Collected data entries:
● ● ●

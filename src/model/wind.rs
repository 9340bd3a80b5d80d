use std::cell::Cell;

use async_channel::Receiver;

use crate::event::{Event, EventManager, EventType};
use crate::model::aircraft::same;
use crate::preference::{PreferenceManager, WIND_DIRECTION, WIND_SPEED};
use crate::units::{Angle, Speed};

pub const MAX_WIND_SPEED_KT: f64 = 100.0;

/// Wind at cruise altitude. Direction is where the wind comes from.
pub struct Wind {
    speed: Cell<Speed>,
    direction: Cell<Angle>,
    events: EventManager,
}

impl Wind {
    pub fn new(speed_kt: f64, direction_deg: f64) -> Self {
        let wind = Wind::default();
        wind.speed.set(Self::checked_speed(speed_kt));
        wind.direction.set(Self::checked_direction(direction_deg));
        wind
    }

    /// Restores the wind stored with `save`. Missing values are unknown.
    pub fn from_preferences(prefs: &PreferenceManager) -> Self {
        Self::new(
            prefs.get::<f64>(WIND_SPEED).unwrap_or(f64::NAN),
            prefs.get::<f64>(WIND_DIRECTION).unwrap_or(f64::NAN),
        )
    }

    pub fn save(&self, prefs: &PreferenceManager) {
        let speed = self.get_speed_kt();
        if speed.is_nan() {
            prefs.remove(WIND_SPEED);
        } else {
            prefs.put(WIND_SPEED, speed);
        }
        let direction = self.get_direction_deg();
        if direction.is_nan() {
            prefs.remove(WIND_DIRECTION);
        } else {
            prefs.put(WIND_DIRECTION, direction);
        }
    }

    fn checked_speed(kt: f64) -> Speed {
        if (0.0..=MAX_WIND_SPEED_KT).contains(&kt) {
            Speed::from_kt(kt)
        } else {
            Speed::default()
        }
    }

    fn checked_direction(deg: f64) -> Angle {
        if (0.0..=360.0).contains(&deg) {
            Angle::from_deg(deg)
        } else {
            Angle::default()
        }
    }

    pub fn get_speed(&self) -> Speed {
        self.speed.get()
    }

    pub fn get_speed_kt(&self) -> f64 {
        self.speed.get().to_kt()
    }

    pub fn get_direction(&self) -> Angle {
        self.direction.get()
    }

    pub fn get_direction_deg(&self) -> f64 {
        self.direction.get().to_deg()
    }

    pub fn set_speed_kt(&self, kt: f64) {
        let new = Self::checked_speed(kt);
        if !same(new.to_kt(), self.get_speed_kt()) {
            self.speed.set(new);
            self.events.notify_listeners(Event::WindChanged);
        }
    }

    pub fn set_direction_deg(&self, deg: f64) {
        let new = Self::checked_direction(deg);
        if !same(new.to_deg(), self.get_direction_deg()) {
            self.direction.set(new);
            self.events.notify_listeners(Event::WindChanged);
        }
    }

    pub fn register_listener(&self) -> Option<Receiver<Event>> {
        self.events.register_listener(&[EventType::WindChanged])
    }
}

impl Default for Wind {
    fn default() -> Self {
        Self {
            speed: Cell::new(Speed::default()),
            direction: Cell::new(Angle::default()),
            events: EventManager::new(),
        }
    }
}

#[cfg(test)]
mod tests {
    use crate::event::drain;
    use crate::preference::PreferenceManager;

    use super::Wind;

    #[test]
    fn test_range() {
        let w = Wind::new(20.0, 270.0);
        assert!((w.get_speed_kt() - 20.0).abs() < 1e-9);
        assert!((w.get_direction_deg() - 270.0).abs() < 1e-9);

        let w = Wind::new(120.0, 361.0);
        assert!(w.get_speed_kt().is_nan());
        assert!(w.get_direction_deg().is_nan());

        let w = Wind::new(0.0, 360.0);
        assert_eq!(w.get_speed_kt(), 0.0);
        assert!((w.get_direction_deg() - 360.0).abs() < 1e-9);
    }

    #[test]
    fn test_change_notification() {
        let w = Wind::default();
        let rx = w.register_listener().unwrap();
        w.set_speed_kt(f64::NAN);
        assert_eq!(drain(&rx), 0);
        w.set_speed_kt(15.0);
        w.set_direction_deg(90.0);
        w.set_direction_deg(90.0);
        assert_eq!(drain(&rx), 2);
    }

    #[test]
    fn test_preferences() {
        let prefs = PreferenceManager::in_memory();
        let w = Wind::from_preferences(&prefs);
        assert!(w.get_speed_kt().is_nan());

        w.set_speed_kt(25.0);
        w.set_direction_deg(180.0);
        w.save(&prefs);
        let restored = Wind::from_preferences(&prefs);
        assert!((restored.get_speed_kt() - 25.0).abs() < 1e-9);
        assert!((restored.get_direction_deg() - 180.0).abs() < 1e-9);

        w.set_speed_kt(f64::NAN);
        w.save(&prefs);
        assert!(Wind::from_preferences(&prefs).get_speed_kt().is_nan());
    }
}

● ● ●

> _Try it_
Copy the data. Make sure every line matches exactly.

> _Task result_
filename src/model/wind.rs
repository 9340bd3a80b5d80d
use std::cell::Cell;

use async_channel::Receiver;

use crate::event::{Event, EventManager, EventType};
use crate::model::aircraft::same;
use crate::preference::{PreferenceManager, WIND_DIRECTION, WIND_SPEED};
use crate::units::{Angle, Speed};

pub const MAX_WIND_SPEED_KT: f64 = 100.0;

/// Wind at cruise altitude. Direction is where the wind comes from.
pub struct Wind {
    speed: Cell<Speed>,
    direction: Cell<Angle>,
    events: EventManager,
}

impl Wind {
    pub fn new(speed_kt: f64, direction_deg: f64) -> Self {
        let wind = Wind::default();
        wind.speed.set(Self::checked_speed(speed_kt));
        wind.direction.set(Self::checked_direction(direction_deg));
        wind
    }

    /// Restores the wind stored with `save`. Missing values are unknown.
    pub fn from_preferences(prefs: &PreferenceManager) -> Self {
        Self::new(
            prefs.get::<f64>(WIND_SPEED).unwrap_or(f64::NAN),
            prefs.get::<f64>(WIND_DIRECTION).unwrap_or(f64::NAN),
        )
    }

    pub fn save(&self, prefs: &PreferenceManager) {
        let speed = self.get_speed_kt();
        if speed.is_nan() {
            prefs.remove(WIND_SPEED);
        } else {
            prefs.put(WIND_SPEED, speed);
        }
        let direction = self.get_direction_deg();
        if direction.is_nan() {
            prefs.remove(WIND_DIRECTION);
        } else {
            prefs.put(WIND_DIRECTION, direction);
        }
    }

    fn checked_speed(kt: f64) -> Speed {
        if (0.0..=MAX_WIND_SPEED_KT).contains(&kt) {
            Speed::from_kt(kt)
        } else {
            Speed::default()
        }
    }

    fn checked_direction(deg: f64) -> Angle {
        if (0.0..=360.0).contains(&deg) {
            Angle::from_deg(deg)
        } else {
            Angle::default()
        }
    }

    pub fn get_speed(&self) -> Speed {
        self.speed.get()
    }

    pub fn get_speed_kt(&self) -> f64 {
        self.speed.get().to_kt()
    }

    pub fn get_direction(&self) -> Angle {
        self.direction.get()
    }

    pub fn get_direction_deg(&self) -> f64 {
        self.direction.get().to_deg()
    }

    pub fn set_speed_kt(&self, kt: f64) {
        let new = Self::checked_speed(kt);
        if !same(new.to_kt(), self.get_speed_kt()) {
            self.speed.set(new);
            self.events.notify_listeners(Event::WindChanged);
        }
    }

    pub fn set_direction_deg(&self, deg: f64) {
        let new = Self::checked_direction(deg);
        if !same(new.to_deg(), self.get_direction_deg()) {
            self.direction.set(new);
            self.events.notify_listeners(Event::WindChanged);
        }
    }

    pub fn register_listener(&self) -> Option<Receiver<Event>> {
        self.events.register_listener(&[EventType::WindChanged])
    }
}

impl Default for Wind {
    fn default() -> Self {
        Self {
            speed: Cell::new(Speed::default()),
            direction: Cell::new(Angle::default()),
            events: EventManager::new(),
        }
    }
}

#[cfg(test)]
mod tests {
    use crate::event::drain;
    use crate::preference::PreferenceManager;

    use super::Wind;

    #[test]
    fn test_range() {
        let w = Wind::new(20.0, 270.0);
        assert!((w.get_speed_kt() - 20.0).abs() < 1e-9);
        assert!((w.get_direction_deg() - 270.0).abs() < 1e-9);

        let w = Wind::new(120.0, 361.0);
        assert!(w.get_speed_kt().is_nan());
        assert!(w.get_direction_deg().is_nan());

        let w = Wind::new(0.0, 360.0);
        assert_eq!(w.get_speed_kt(), 0.0);
        assert!((w.get_direction_deg() - 360.0).abs() < 1e-9);
    }

    #[test]
    fn test_change_notification() {
        let w = Wind::default();
        let rx = w.register_listener().unwrap();
        w.set_speed_kt(f64::NAN);
        assert_eq!(drain(&rx), 0);
        w.set_speed_kt(15.0);
        w.set_direction_deg(90.0);
        w.set_direction_deg(90.0);
        assert_eq!(drain(&rx), 2);
    }

    #[test]
    fn test_preferences() {
        let prefs = PreferenceManager::in_memory();
        let w = Wind::from_preferences(&prefs);
        assert!(w.get_speed_kt().is_nan());

        w.set_speed_kt(25.0);
        w.set_direction_deg(180.0);
        w.save(&prefs);
        let restored = Wind::from_preferences(&prefs);
        assert!((restored.get_speed_kt() - 25.0).abs() < 1e-9);
        assert!((restored.get_direction_deg() - 180.0).abs() < 1e-9);

        w.set_speed_kt(f64::NAN);
        w.save(&prefs);
        assert!(Wind::from_preferences(&prefs).get_speed_kt().is_nan());
    }
}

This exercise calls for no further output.